> **ASSIGNMENT**: Your response should consist of one number, the count of lines below that contain "openstreetmap".

> **RECORDS FOR THE EXERCISE**:
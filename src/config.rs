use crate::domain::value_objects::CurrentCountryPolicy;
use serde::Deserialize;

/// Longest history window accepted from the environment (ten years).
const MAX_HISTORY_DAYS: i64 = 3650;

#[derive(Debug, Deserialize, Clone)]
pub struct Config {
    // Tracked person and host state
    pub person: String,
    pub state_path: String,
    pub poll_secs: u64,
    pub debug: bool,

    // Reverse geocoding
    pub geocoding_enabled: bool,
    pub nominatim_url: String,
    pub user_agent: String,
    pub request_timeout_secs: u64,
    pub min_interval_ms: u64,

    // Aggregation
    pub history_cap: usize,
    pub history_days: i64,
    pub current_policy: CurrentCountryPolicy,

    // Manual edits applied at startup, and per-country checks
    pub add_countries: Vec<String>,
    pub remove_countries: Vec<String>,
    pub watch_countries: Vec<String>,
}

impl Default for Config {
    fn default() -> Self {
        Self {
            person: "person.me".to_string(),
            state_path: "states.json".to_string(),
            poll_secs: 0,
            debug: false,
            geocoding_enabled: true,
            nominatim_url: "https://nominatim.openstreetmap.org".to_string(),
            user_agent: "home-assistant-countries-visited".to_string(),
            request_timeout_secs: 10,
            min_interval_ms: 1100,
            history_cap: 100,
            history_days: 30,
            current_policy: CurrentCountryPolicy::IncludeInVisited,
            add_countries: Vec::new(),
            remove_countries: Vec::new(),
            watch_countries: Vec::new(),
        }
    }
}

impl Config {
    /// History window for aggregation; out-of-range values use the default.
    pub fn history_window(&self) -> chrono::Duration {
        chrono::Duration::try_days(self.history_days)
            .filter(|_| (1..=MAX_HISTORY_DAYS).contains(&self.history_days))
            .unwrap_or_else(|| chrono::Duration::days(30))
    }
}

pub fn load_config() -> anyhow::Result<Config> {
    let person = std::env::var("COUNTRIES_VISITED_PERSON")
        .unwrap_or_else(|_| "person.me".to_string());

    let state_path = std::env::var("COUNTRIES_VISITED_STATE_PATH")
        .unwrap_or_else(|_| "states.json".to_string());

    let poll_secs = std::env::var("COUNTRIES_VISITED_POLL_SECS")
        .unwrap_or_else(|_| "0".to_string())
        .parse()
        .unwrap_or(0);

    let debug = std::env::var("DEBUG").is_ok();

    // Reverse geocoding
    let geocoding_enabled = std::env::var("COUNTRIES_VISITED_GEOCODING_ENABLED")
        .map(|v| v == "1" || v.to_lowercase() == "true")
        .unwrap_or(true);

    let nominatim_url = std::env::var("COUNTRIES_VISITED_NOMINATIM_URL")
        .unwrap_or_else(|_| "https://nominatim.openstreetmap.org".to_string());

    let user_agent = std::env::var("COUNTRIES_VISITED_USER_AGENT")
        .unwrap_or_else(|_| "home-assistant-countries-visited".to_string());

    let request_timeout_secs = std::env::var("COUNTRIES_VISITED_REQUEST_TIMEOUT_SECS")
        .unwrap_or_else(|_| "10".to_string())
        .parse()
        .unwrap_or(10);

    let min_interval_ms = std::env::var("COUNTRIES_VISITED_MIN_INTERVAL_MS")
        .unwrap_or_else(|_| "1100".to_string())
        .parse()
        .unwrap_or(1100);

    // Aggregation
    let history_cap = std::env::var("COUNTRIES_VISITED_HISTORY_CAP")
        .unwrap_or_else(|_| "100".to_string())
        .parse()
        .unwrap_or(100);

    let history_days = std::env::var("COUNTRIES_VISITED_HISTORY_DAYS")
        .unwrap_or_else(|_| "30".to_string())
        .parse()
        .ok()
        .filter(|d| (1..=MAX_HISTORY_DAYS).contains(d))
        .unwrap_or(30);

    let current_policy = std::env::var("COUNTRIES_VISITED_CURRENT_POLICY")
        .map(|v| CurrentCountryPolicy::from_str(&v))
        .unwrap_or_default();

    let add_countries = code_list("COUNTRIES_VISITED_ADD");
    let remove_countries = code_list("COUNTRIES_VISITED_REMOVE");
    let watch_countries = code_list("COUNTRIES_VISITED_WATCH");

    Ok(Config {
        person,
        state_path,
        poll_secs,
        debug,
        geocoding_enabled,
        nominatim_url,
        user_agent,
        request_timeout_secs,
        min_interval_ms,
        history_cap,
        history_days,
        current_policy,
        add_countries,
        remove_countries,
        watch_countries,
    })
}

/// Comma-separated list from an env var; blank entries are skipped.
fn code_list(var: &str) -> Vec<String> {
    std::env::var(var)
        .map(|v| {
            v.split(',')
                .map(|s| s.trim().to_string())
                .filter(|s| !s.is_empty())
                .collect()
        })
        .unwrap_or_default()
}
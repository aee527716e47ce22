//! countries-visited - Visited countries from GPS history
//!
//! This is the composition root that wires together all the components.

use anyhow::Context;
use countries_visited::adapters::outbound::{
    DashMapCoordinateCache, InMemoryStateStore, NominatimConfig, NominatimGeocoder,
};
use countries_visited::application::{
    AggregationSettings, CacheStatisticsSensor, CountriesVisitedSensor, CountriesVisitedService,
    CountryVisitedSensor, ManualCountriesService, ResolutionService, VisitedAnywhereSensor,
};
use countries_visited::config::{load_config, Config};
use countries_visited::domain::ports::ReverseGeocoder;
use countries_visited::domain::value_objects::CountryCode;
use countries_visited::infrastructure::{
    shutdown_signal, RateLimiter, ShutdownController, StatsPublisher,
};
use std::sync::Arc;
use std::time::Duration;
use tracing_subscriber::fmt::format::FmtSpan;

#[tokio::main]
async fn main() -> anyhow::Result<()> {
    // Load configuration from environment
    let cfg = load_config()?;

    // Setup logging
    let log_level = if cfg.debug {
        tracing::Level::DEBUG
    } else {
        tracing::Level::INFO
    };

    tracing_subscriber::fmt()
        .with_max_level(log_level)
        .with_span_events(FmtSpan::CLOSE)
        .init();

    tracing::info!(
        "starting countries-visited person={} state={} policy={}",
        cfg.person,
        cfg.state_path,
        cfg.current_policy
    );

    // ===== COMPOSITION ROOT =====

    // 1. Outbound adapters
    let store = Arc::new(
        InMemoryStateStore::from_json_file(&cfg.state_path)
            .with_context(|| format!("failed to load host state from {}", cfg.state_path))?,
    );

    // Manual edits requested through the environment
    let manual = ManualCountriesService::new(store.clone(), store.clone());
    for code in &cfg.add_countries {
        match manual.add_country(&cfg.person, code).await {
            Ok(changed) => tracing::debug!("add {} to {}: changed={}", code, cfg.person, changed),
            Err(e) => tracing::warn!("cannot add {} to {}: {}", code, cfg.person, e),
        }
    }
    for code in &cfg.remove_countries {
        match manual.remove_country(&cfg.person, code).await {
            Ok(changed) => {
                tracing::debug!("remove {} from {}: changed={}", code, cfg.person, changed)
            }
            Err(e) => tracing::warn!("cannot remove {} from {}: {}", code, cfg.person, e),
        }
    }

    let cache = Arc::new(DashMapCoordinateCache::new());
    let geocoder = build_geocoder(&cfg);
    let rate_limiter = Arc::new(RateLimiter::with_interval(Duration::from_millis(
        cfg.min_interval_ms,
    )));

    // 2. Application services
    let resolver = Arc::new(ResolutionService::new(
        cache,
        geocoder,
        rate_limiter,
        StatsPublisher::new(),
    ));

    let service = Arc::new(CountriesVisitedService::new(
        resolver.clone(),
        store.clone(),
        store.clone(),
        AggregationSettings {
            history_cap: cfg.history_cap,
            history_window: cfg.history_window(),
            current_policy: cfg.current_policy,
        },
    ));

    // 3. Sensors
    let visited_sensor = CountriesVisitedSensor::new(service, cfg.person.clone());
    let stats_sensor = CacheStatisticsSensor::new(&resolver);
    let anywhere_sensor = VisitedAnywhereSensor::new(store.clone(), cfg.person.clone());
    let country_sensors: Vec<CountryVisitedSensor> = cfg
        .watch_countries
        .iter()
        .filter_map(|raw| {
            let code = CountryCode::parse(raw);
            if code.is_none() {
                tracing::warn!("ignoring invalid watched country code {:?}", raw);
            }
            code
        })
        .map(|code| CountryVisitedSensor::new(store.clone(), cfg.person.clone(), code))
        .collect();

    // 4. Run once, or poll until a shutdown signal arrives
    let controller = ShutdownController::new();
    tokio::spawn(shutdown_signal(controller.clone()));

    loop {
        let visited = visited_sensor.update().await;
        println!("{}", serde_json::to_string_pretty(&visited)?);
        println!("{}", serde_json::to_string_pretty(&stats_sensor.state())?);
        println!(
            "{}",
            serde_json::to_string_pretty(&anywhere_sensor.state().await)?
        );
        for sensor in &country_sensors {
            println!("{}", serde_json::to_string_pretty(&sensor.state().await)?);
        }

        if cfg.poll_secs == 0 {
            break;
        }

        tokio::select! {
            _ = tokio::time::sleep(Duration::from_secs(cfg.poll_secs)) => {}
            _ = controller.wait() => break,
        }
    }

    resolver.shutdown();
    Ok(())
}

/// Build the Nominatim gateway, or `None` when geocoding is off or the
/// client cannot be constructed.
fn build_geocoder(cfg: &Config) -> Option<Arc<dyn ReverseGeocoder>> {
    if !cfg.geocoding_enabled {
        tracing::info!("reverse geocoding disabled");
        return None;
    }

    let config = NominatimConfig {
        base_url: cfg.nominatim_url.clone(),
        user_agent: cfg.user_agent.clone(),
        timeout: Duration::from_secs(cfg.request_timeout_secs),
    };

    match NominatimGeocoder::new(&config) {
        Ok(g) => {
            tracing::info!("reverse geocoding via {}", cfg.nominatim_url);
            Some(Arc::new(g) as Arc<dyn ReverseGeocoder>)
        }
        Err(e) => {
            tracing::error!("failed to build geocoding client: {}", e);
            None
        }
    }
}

> **YOUR RESPONSE**: 2